* [Work item] With the line containing "metrics in the Prometheus text format." as the start and the line containing "metrics on /metrics." as the end, transcribe that span of the entries below exactly, including both.

Stored items from a collection
---

// src/core/replication/server.rs

//! The RPC server side of the replication transport: accepts framed
//! connections from peers and applies replicated operations against the
//! local store.

use crate::core::auth::SYSTEM_PRINCIPAL;
use crate::core::cluster::ResourceKind;
use crate::core::metrics;
use crate::core::replication::protocol::{self, RpcRequest, RpcResponse};
use crate::core::state::ServerState;
use crate::core::CitrineError;
use futures::{SinkExt, StreamExt};
use std::net::SocketAddr;
use std::sync::Arc;
use tokio::net::{TcpListener, TcpStream};
use tokio::sync::broadcast;
use tokio_util::codec::{Framed, LengthDelimitedCodec};
use tracing::{debug, info, warn};

/// The accept loop. Each peer connection is served on its own task until the
/// peer disconnects or shutdown is signaled.
pub async fn run(
    state: Arc<ServerState>,
    listener: TcpListener,
    mut shutdown_rx: broadcast::Receiver<()>,
) {
    if let Ok(addr) = listener.local_addr() {
        info!("Replication RPC endpoint listening on {addr}.");
    }
    loop {
        tokio::select! {
            accepted = listener.accept() => match accepted {
                Ok((stream, peer)) => {
                    let state = state.clone();
                    tokio::spawn(handle_connection(state, stream, peer));
                }
                Err(e) => warn!("failed to accept RPC connection: {e}"),
            },
            _ = shutdown_rx.recv() => {
                info!("Replication RPC endpoint shutting down.");
                break;
            }
        }
    }
}

/// One peer connection: a request/response loop over length-delimited frames.
async fn handle_connection(state: Arc<ServerState>, stream: TcpStream, peer: SocketAddr) {
    let mut framed = Framed::new(stream, LengthDelimitedCodec::new());
    while let Some(frame) = framed.next().await {
        let bytes = match frame {
            Ok(bytes) => bytes,
            Err(e) => {
                debug!("RPC framing error from {peer}: {e}");
                break;
            }
        };
        let response = match protocol::decode_request(&bytes) {
            Ok(request) => apply(&state, request).await,
            Err(e) => RpcResponse::error(format!("malformed request: {e}")),
        };
        let out = match protocol::encode_response(&response) {
            Ok(out) => out,
            Err(e) => {
                warn!("failed to encode RPC response for {peer}: {e}");
                break;
            }
        };
        if let Err(e) = framed.send(out).await {
            debug!("failed to reply to {peer}: {e}");
            break;
        }
    }
}

/// Applies one replicated operation. Creates are idempotent, deletes treat a
/// missing name as done, and message appends are filtered through the replay
/// guard so re-delivered operations short-circuit to `AlreadyProcessed`.
pub async fn apply(state: &ServerState, request: RpcRequest) -> RpcResponse {
    metrics::RPC_REQUESTS_TOTAL.inc();
    match request {
        RpcRequest::TopicCreate { name, owner } => {
            match state.store.create_topic(&name, &owner).await {
                Ok(()) => RpcResponse::success(),
                Err(CitrineError::AlreadyExists(..)) => RpcResponse::already_processed(),
                Err(e) => RpcResponse::error(e.to_string()),
            }
        }
        RpcRequest::TopicDelete { name, requester } => {
            match state.store.topic_owner(&name).await {
                Ok(None) => RpcResponse::success(),
                Ok(Some(owner)) if requester == owner || requester == SYSTEM_PRINCIPAL => {
                    match state.store.delete_topic(&name).await {
                        Ok(()) => RpcResponse::success(),
                        Err(e) => RpcResponse::error(e.to_string()),
                    }
                }
                Ok(Some(_)) => RpcResponse::error("requester does not own the topic"),
                Err(e) => RpcResponse::error(e.to_string()),
            }
        }
        RpcRequest::TopicMessage {
            topic,
            sender,
            content,
        } => {
            if state
                .replay_guard
                .seen(ResourceKind::Topic, &topic, &sender, &content)
            {
                return RpcResponse::already_processed();
            }
            match state
                .store
                .append_topic_message(&topic, &sender, &content)
                .await
            {
                Ok(()) => {
                    state
                        .replay_guard
                        .record(ResourceKind::Topic, &topic, &sender, &content);
                    RpcResponse::success()
                }
                Err(CitrineError::NotFound(..)) => RpcResponse::not_found(),
                Err(e) => RpcResponse::error(e.to_string()),
            }
        }
        RpcRequest::QueueCreate { name, owner } => {
            match state.store.create_queue(&name, &owner).await {
                Ok(()) => RpcResponse::success(),
                Err(CitrineError::AlreadyExists(..)) => RpcResponse::already_processed(),
                Err(e) => RpcResponse::error(e.to_string()),
            }
        }
        RpcRequest::QueueDelete { name, requester } => {
            match state.store.queue_owner(&name).await {
                Ok(None) => RpcResponse::success(),
                Ok(Some(owner)) if requester == owner || requester == SYSTEM_PRINCIPAL => {
                    match state.store.delete_queue(&name).await {
                        Ok(()) => RpcResponse::success(),
                        Err(e) => RpcResponse::error(e.to_string()),
                    }
                }
                Ok(Some(_)) => RpcResponse::error("requester does not own the queue"),
                Err(e) => RpcResponse::error(e.to_string()),
            }
        }
        RpcRequest::QueueEnqueue {
            queue,
            sender,
            content,
        } => {
            if state
                .replay_guard
                .seen(ResourceKind::Queue, &queue, &sender, &content)
            {
                return RpcResponse::already_processed();
            }
            match state.store.enqueue(&queue, &sender, &content).await {
                Ok(()) => {
                    state
                        .replay_guard
                        .record(ResourceKind::Queue, &queue, &sender, &content);
                    RpcResponse::success()
                }
                Err(CitrineError::NotFound(..)) => RpcResponse::not_found(),
                Err(e) => RpcResponse::error(e.to_string()),
            }
        }
        RpcRequest::ListTopics => match state.store.list_topics().await {
            Ok(names) => RpcResponse::with_names(names),
            Err(e) => RpcResponse::error(e.to_string()),
        },
        RpcRequest::ListQueues => match state.store.list_queues().await {
            Ok(names) => RpcResponse::with_names(names),
            Err(e) => RpcResponse::error(e.to_string()),
        },
    }
}
use citrinemq::config::Config;
use std::env;
use std::io::Write;

#[test]
fn test_defaults_describe_a_single_node() {
    let config = Config::default();
    assert_eq!(config.cluster.self_host, "localhost:8000");
    assert!(config.cluster.nodes.is_empty());
    assert!(config.cluster.partitioning_enabled);
    assert_eq!(config.cluster.replication_factor, 2);
    assert_eq!(config.api_port(), 8000);
    assert!(!config.metrics.enabled);
}

#[test]
fn test_from_file_parses_toml() {
    let mut file = tempfile::NamedTempFile::new().unwrap();
    write!(
        file,
        r#"
host = "127.0.0.1"
database_path = "/tmp/test-node.db"

[cluster]
self_host = "localhost:8001"
nodes = ["localhost:8000", "localhost:8002"]
rpc_port = 50052
replication_factor = 3

[auth]
secret_key = "file-secret"

[metrics]
enabled = true
port = 9700
"#
    )
    .unwrap();

    let config = Config::from_file(file.path().to_str().unwrap()).unwrap();
    assert_eq!(config.host, "127.0.0.1");
    assert_eq!(config.api_port(), 8001);
    assert_eq!(config.cluster.nodes.len(), 2);
    assert_eq!(config.cluster.replication_factor, 3);
    assert_eq!(config.auth.secret_key, "file-secret");
    assert!(config.metrics.enabled);
    assert_eq!(config.metrics.port, 9700);
}

#[test]
fn test_rpc_address_resolution() {
    let mut config = Config::default();
    config
        .cluster
        .rpc_map
        .insert("localhost:8000".into(), "localhost:50051".into());

    // The configured table wins.
    assert_eq!(
        config.rpc_addr_for("localhost:8000").unwrap(),
        "localhost:50051"
    );
    // Unmapped addresses fall back to the fixed port offset.
    assert_eq!(
        config.rpc_addr_for("localhost:8001").unwrap(),
        "localhost:50052"
    );
    // Addresses whose offset port does not fit are rejected.
    assert!(config.rpc_addr_for("localhost:65000").is_none());
    assert!(config.rpc_addr_for("no-port-here").is_none());
}

#[test]
fn test_set_api_port_keeps_host() {
    let mut config = Config::default();
    config.set_api_port(9001);
    assert_eq!(config.cluster.self_host, "localhost:9001");
    assert_eq!(config.api_port(), 9001);
}

#[test]
fn test_replication_factor_zero_is_invalid() {
    let mut config = Config::default();
    config.cluster.replication_factor = 0;
    assert!(config.validate().is_err());
}

// Environment handling is covered by a single test: the variables are
// process-global and tests within this binary run concurrently.
#[test]
fn test_env_overrides() {
    unsafe {
        env::set_var("CLUSTER_NODES", "localhost:8001, localhost:8002 ,");
        env::set_var("SELF_HOST", "localhost:8000");
        env::set_var("GRPC_PORT", "50099");
        env::set_var("PARTITIONING_ENABLED", "FALSE");
        env::set_var("PARTITION_REPLICATION_FACTOR", "3");
        env::set_var("SECRET_KEY", "env-secret");
        env::set_var("ACCESS_TOKEN_EXPIRE_MINUTES", "15");
        env::set_var("DATABASE_URL", "sqlite:///var/lib/citrinemq/node.db");
    }

    let mut config = Config::default();
    config.apply_env_overrides().unwrap();

    assert_eq!(
        config.cluster.nodes,
        vec!["localhost:8001", "localhost:8002"]
    );
    assert_eq!(config.cluster.self_host, "localhost:8000");
    assert_eq!(config.cluster.rpc_port, 50099);
    assert!(!config.cluster.partitioning_enabled);
    assert_eq!(config.cluster.replication_factor, 3);
    assert_eq!(config.auth.secret_key, "env-secret");
    assert_eq!(config.auth.token_expire_minutes, 15);
    assert_eq!(config.database_path, "/var/lib/citrinemq/node.db");

    unsafe {
        for key in [
            "CLUSTER_NODES",
            "SELF_HOST",
            "GRPC_PORT",
            "PARTITIONING_ENABLED",
            "PARTITION_REPLICATION_FACTOR",
            "SECRET_KEY",
            "ACCESS_TOKEN_EXPIRE_MINUTES",
            "DATABASE_URL",
        ] {
            env::remove_var(key);
        }
    }
}
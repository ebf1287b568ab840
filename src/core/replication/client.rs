// src/core/replication/client.rs

//! The RPC client side of the replication transport: a thin framed
//! connection plus the per-target retry policy used for replica fan-out.

use crate::config::Config;
use crate::core::CitrineError;
use crate::core::metrics;
use crate::core::replication::protocol::{self, RpcRequest, RpcResponse, RpcStatus};
use futures::{SinkExt, StreamExt};
use std::time::Duration;
use tokio::net::TcpStream;
use tokio::time::{sleep, timeout};
use tokio_util::codec::{Framed, LengthDelimitedCodec};
use tracing::{debug, warn};

const CONNECT_TIMEOUT: Duration = Duration::from_secs(5);
const CALL_TIMEOUT: Duration = Duration::from_secs(5);
const MAX_ATTEMPTS: usize = 3;
const RETRY_BACKOFF: Duration = Duration::from_secs(1);

/// A framed connection to one peer's RPC endpoint.
pub struct RpcClient {
    framed: Framed<TcpStream, LengthDelimitedCodec>,
}

impl RpcClient {
    /// Creates a TCP connection to the target node's RPC address with a timeout.
    pub async fn connect(addr: &str) -> Result<Self, CitrineError> {
        let stream = timeout(CONNECT_TIMEOUT, TcpStream::connect(addr))
            .await
            .map_err(|_| CitrineError::PeerUnreachable(format!("connect timeout to {addr}")))?
            .map_err(|e| CitrineError::PeerUnreachable(format!("{addr}: {e}")))?;
        Ok(Self {
            framed: Framed::new(stream, LengthDelimitedCodec::new()),
        })
    }

    /// Sends a single request frame and awaits the single reply frame,
    /// bounded by the per-RPC deadline.
    pub async fn call(&mut self, request: &RpcRequest) -> Result<RpcResponse, CitrineError> {
        let frame = protocol::encode_request(request)?;
        timeout(CALL_TIMEOUT, async {
            self.framed
                .send(frame)
                .await
                .map_err(|e| CitrineError::PeerUnreachable(format!("send: {e}")))?;
            match self.framed.next().await {
                Some(Ok(bytes)) => protocol::decode_response(&bytes),
                Some(Err(e)) => Err(CitrineError::PeerUnreachable(format!("recv: {e}"))),
                None => Err(CitrineError::PeerUnreachable(
                    "connection closed by peer".to_string(),
                )),
            }
        })
        .await
        .map_err(|_| CitrineError::PeerUnreachable("rpc deadline exceeded".to_string()))?
    }
}

/// Propagates one operation to every target in the replica set, excluding
/// this node. Best-effort: failures are logged and counted, never surfaced
/// to the client whose request triggered the fan-out, and the local commit
/// stands regardless.
pub async fn replicate_to_targets(config: &Config, op: &RpcRequest, targets: &[String]) {
    for target in targets {
        if *target == config.cluster.self_host || target.trim().is_empty() {
            continue;
        }
        let Some(rpc_addr) = config.rpc_addr_for(target) else {
            warn!("no RPC address derivable for peer '{target}', skipping replication");
            continue;
        };
        if let Err(e) = replicate_to_target(&rpc_addr, op).await {
            metrics::REPLICATION_FAILURES_TOTAL.inc();
            warn!("replication to {target} ({rpc_addr}) abandoned: {e}");
        }
    }
}

/// One target: up to `MAX_ATTEMPTS` tries with a fixed backoff. A connect
/// timeout counts as a failed attempt.
async fn replicate_to_target(rpc_addr: &str, op: &RpcRequest) -> Result<(), CitrineError> {
    let mut last_err = None;
    for attempt in 1..=MAX_ATTEMPTS {
        if attempt > 1 {
            sleep(RETRY_BACKOFF).await;
        }
        match replicate_once(rpc_addr, op).await {
            Ok(()) => return Ok(()),
            Err(e) => {
                debug!("replication attempt {attempt}/{MAX_ATTEMPTS} to {rpc_addr} failed: {e}");
                last_err = Some(e);
            }
        }
    }
    Err(last_err
        .unwrap_or_else(|| CitrineError::PeerUnreachable(rpc_addr.to_string())))
}

async fn replicate_once(rpc_addr: &str, op: &RpcRequest) -> Result<(), CitrineError> {
    let mut client = RpcClient::connect(rpc_addr).await?;
    metrics::REPLICATION_RPCS_TOTAL.inc();
    let response = client.call(op).await?;
    match response.status {
        RpcStatus::Success | RpcStatus::AlreadyProcessed => Ok(()),
        RpcStatus::NotFound => {
            // The callee is missing the topic/queue this message belongs to:
            // create it there once, then retry the original operation.
            let create = create_for(op).ok_or_else(|| {
                CitrineError::Replication(format!("unexpected NotFound from {rpc_addr}"))
            })?;
            client.call(&create).await?;
            let retry = client.call(op).await?;
            match retry.status {
                RpcStatus::Success | RpcStatus::AlreadyProcessed => Ok(()),
                other => Err(CitrineError::Replication(format!(
                    "{rpc_addr} still rejects after create: {other:?}"
                ))),
            }
        }
        RpcStatus::Error => Err(CitrineError::Replication(format!(
            "{rpc_addr} rejected the operation: {}",
            response.message.unwrap_or_default()
        ))),
    }
}

/// The create call that repairs a `NotFound` for a message operation. The
/// sender becomes the owner on the repaired replica, matching what a later
/// catalog sync would record.
fn create_for(op: &RpcRequest) -> Option<RpcRequest> {
    match op {
        RpcRequest::TopicMessage { topic, sender, .. } => Some(RpcRequest::TopicCreate {
            name: topic.clone(),
            owner: sender.clone(),
        }),
        RpcRequest::QueueEnqueue { queue, sender, .. } => Some(RpcRequest::QueueCreate {
            name: queue.clone(),
            owner: sender.clone(),
        }),
        _ => None,
    }
}

/// Fetches the peer's catalog for one resource kind (`ListTopics` or
/// `ListQueues`). Used by the startup sync.
pub async fn fetch_names(rpc_addr: &str, request: RpcRequest) -> Result<Vec<String>, CitrineError> {
    let mut client = RpcClient::connect(rpc_addr).await?;
    let response = client.call(&request).await?;
    match response.status {
        RpcStatus::Success => Ok(response.names),
        other => Err(CitrineError::Replication(format!(
            "list call to {rpc_addr} failed: {other:?}"
        ))),
    }
}
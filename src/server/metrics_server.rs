// src/server/metrics_server.rs

use crate::core::metrics::gather_metrics;
use crate::core::state::ServerState;
use axum::{Router, http::StatusCode, response::IntoResponse, routing::get};
use std::net::SocketAddr;
use std::sync::Arc;
use tokio::sync::broadcast;
use tracing::{error, info};

/// Handles HTTP requests to the /metrics endpoint, encoding all registered
/// metrics in the Prometheus text format.
async fn metrics_handler() -> impl IntoResponse {
    (
        StatusCode::OK,
        [("content-type", "text/plain; version=0.0.4")],
        gather_metrics(),
    )
}

/// Runs a simple HTTP server to expose Prometheus metrics on /metrics.
pub async fn run(state: Arc<ServerState>, mut shutdown_rx: broadcast::Receiver<()>) {
    let port = state.config.metrics.port;
    let app = Router::new().route("/metrics", get(metrics_handler));

    let addr = SocketAddr::from(([0, 0, 0, 0], port));
    info!(
        "Prometheus metrics server listening on http://{}/metrics",
        addr
    );

    let listener = match tokio::net::TcpListener::bind(addr).await {
        Ok(l) => l,
        Err(e) => {
            error!("Failed to bind metrics server on port {}: {}", port, e);
            return;
        }
    };

    if let Err(e) = axum::serve(listener, app)
        .with_graceful_shutdown(async move {
            shutdown_rx.recv().await.ok();
            info!("Metrics server shutting down.");
        })
        .await
    {
        error!("Metrics server error: {}", e);
    }
}
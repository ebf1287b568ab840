// build.rs

use std::env;

fn main() {
    let version = env::var("CITRINEMQ_VERSION")
        .unwrap_or_else(|_| env::var("CARGO_PKG_VERSION").unwrap_or_else(|_| "dev".to_string()));

    println!("cargo:rustc-env=CARGO_PKG_VERSION={version}");
    println!("cargo:rerun-if-env-changed=CITRINEMQ_VERSION");
}
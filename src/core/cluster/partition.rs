// src/core/cluster/partition.rs

//! Deterministic partitioning of topic and queue names onto the node ring.
//!
//! The mapping is a pure function of the name, the sorted node set, and the
//! replication factor, so every node computes the same assignment without
//! coordination.

use serde::{Deserialize, Serialize};
use sha2::{Digest, Sha256};

/// The two kinds of named resources the broker partitions.
#[derive(Debug, Clone, Copy, PartialEq, Eq, Serialize, Deserialize)]
pub enum ResourceKind {
    Topic,
    Queue,
}

/// The partition assignment for a single name.
#[derive(Debug, Clone, PartialEq, Eq)]
pub struct Assignment {
    pub primary: String,
    pub secondaries: Vec<String>,
    pub is_primary: bool,
    pub is_secondary: bool,
}

impl Assignment {
    /// Whether the local node holds this name at all.
    pub fn is_responsible(&self) -> bool {
        self.is_primary || self.is_secondary
    }

    /// The primary followed by the secondaries, in ring order.
    pub fn all_responsible(&self) -> Vec<String> {
        let mut nodes = Vec::with_capacity(1 + self.secondaries.len());
        nodes.push(self.primary.clone());
        nodes.extend(self.secondaries.iter().cloned());
        nodes
    }
}

/// The static view of the ring: the full node set (self included) sorted
/// lexicographically, the replication factor, and this node's address.
#[derive(Debug, Clone)]
pub struct PartitionMap {
    nodes: Vec<String>,
    replication_factor: usize,
    self_addr: String,
}

impl PartitionMap {
    pub fn new(self_addr: &str, peers: &[String], replication_factor: usize) -> Self {
        let mut nodes: Vec<String> = peers.to_vec();
        nodes.push(self_addr.to_string());
        nodes.sort();
        nodes.dedup();
        Self {
            nodes,
            replication_factor: replication_factor.max(1),
            self_addr: self_addr.to_string(),
        }
    }

    pub fn node_count(&self) -> usize {
        self.nodes.len()
    }

    pub fn self_addr(&self) -> &str {
        &self.self_addr
    }

    /// Computes the assignment for a name. The primary is the ring position
    /// of the name's digest; the secondaries are the next `R-1` nodes.
    pub fn assignment(&self, kind: ResourceKind, name: &str) -> Assignment {
        let node_count = self.nodes.len();
        let hash = ring_position(kind, name);
        let primary_index = (hash % node_count as u128) as usize;

        // R is clamped to the ring size so wrap-around never revisits a node.
        let replicas = self.replication_factor.min(node_count);
        let secondaries: Vec<String> = (1..replicas)
            .map(|i| self.nodes[(primary_index + i) % node_count].clone())
            .collect();

        let primary = self.nodes[primary_index].clone();
        let is_primary = primary == self.self_addr;
        let is_secondary = secondaries.iter().any(|n| *n == self.self_addr);
        Assignment {
            primary,
            secondaries,
            is_primary,
            is_secondary,
        }
    }
}

/// The name's position on the ring: the first 128 bits of SHA-256, big-endian.
/// Queues are offset by one so a topic and a queue of the same name land on
/// different positions.
fn ring_position(kind: ResourceKind, name: &str) -> u128 {
    let digest = Sha256::digest(name.as_bytes());
    let mut prefix = [0u8; 16];
    prefix.copy_from_slice(&digest[..16]);
    let hash = u128::from_be_bytes(prefix);
    match kind {
        ResourceKind::Topic => hash,
        ResourceKind::Queue => hash.wrapping_add(1),
    }
}
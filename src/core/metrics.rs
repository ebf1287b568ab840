// src/core/metrics.rs

//! Defines and registers Prometheus metrics for broker monitoring.
//!
//! This module uses `lazy_static` to ensure that metrics are registered only once
//! globally for the entire application lifecycle.

use lazy_static::lazy_static;
use prometheus::{Counter, Gauge, TextEncoder, register_counter, register_gauge};

lazy_static! {
    // --- Router counters ---
    /// Requests this node forwarded to a partition primary.
    pub static ref FORWARDED_REQUESTS_TOTAL: Counter =
        register_counter!("citrinemq_forwarded_requests_total", "Total requests forwarded to the partition primary.").unwrap();
    /// Forwards that failed and fell back to local handling.
    pub static ref FORWARD_FALLBACKS_TOTAL: Counter =
        register_counter!("citrinemq_forward_fallbacks_total", "Total forward failures that fell back to local handling.").unwrap();

    // --- Replication counters ---
    /// Replication RPCs issued to replica nodes.
    pub static ref REPLICATION_RPCS_TOTAL: Counter =
        register_counter!("citrinemq_replication_rpcs_total", "Total replication RPCs sent to replicas.").unwrap();
    /// Replication calls that exhausted their retries. Each increment means a
    /// replica is missing state the primary has committed.
    pub static ref REPLICATION_FAILURES_TOTAL: Counter =
        register_counter!("citrinemq_replication_failures_total", "Total replication calls abandoned after all retries.").unwrap();
    /// RPCs served on the inter-node endpoint.
    pub static ref RPC_REQUESTS_TOTAL: Counter =
        register_counter!("citrinemq_rpc_requests_total", "Total inter-node RPCs served.").unwrap();

    // --- Messaging counters ---
    /// Messages appended to topics on this node.
    pub static ref MESSAGES_PUBLISHED_TOTAL: Counter =
        register_counter!("citrinemq_messages_published_total", "Total messages published to topics on this node.").unwrap();
    /// Messages popped from queues on this node.
    pub static ref MESSAGES_CONSUMED_TOTAL: Counter =
        register_counter!("citrinemq_messages_consumed_total", "Total messages consumed from queues on this node.").unwrap();

    // --- Cluster gauges ---
    /// Number of configured peer nodes.
    pub static ref CLUSTER_PEERS: Gauge =
        register_gauge!("citrinemq_cluster_peers", "Number of configured peer nodes.").unwrap();
}

/// Gathers all registered metrics and encodes them in the Prometheus text format.
pub fn gather_metrics() -> String {
    let encoder = TextEncoder::new();
    let metric_families = prometheus::gather();
    encoder.encode_to_string(&metric_families).unwrap()
}
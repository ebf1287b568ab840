// src/server/http/mod.rs

//! The public HTTP surface: route table, shared request/response shapes,
//! and the error-to-status mapping.

use crate::core::CitrineError;
use crate::core::state::ServerState;
use axum::Router;
use axum::http::StatusCode;
use axum::Json;
use axum::response::{IntoResponse, Response};
use axum::routing::{get, post};
use serde::{Deserialize, Serialize};
use serde_json::json;
use std::sync::Arc;
use tracing::error;

pub mod auth;
pub mod messages;
pub mod queues;
pub mod topics;

/// Builds the public API router.
pub fn router(state: Arc<ServerState>) -> Router {
    Router::new()
        .route("/auth/register", post(auth::register))
        .route("/auth/login", post(auth::login))
        .route("/auth/users", get(auth::list_users))
        .route("/messages/topics", post(topics::create).get(topics::list))
        .route("/messages/topics/{name}", axum::routing::delete(topics::remove))
        .route("/messages/queues", post(queues::create).get(queues::list))
        .route("/messages/queues/{name}", axum::routing::delete(queues::remove))
        .route(
            "/messages/messages/topic/{name}",
            post(messages::publish).get(messages::topic_messages),
        )
        .route(
            "/messages/messages/queue/{name}",
            post(messages::enqueue).get(messages::consume),
        )
        .with_state(state)
}

/// Query parameters shared by the public endpoints: the access token and the
/// internal redirection marker set on cluster-to-cluster forwards.
#[derive(Debug, Deserialize)]
pub struct RequestOptions {
    pub token: Option<String>,
    #[serde(default)]
    pub redirected: bool,
}

/// The `{"message": …}` body returned by mutating endpoints.
#[derive(Debug, Serialize)]
pub struct ApiMessage {
    pub message: String,
}

impl ApiMessage {
    pub fn new(message: impl Into<String>) -> Self {
        Self {
            message: message.into(),
        }
    }
}

/// Adapter that turns a `CitrineError` into an HTTP response at the API
/// boundary.
#[derive(Debug)]
pub struct ApiError(pub CitrineError);

impl From<CitrineError> for ApiError {
    fn from(e: CitrineError) -> Self {
        Self(e)
    }
}

impl IntoResponse for ApiError {
    fn into_response(self) -> Response {
        let status = match &self.0 {
            CitrineError::AuthRequired
            | CitrineError::InvalidToken
            | CitrineError::TokenExpired
            | CitrineError::InvalidCredentials => StatusCode::UNAUTHORIZED,
            CitrineError::Forbidden(_) => StatusCode::FORBIDDEN,
            CitrineError::NotFound(..) => StatusCode::NOT_FOUND,
            CitrineError::AlreadyExists(..)
            | CitrineError::ReservedName(_)
            | CitrineError::InvalidRequest(_) => StatusCode::BAD_REQUEST,
            CitrineError::PeerUnreachable(_) => StatusCode::SERVICE_UNAVAILABLE,
            _ => StatusCode::INTERNAL_SERVER_ERROR,
        };
        if status == StatusCode::INTERNAL_SERVER_ERROR {
            error!("request failed: {}", self.0);
        }
        (status, Json(json!({ "detail": self.0.to_string() }))).into_response()
    }
}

---

* [Output]
/// metrics in the Prometheus text format.
async fn metrics_handler() -> impl IntoResponse {
    (
        StatusCode::OK,
        [("content-type", "text/plain; version=0.0.4")],
        gather_metrics(),
    )
}

/// Runs a simple HTTP server to expose Prometheus metrics on /metrics.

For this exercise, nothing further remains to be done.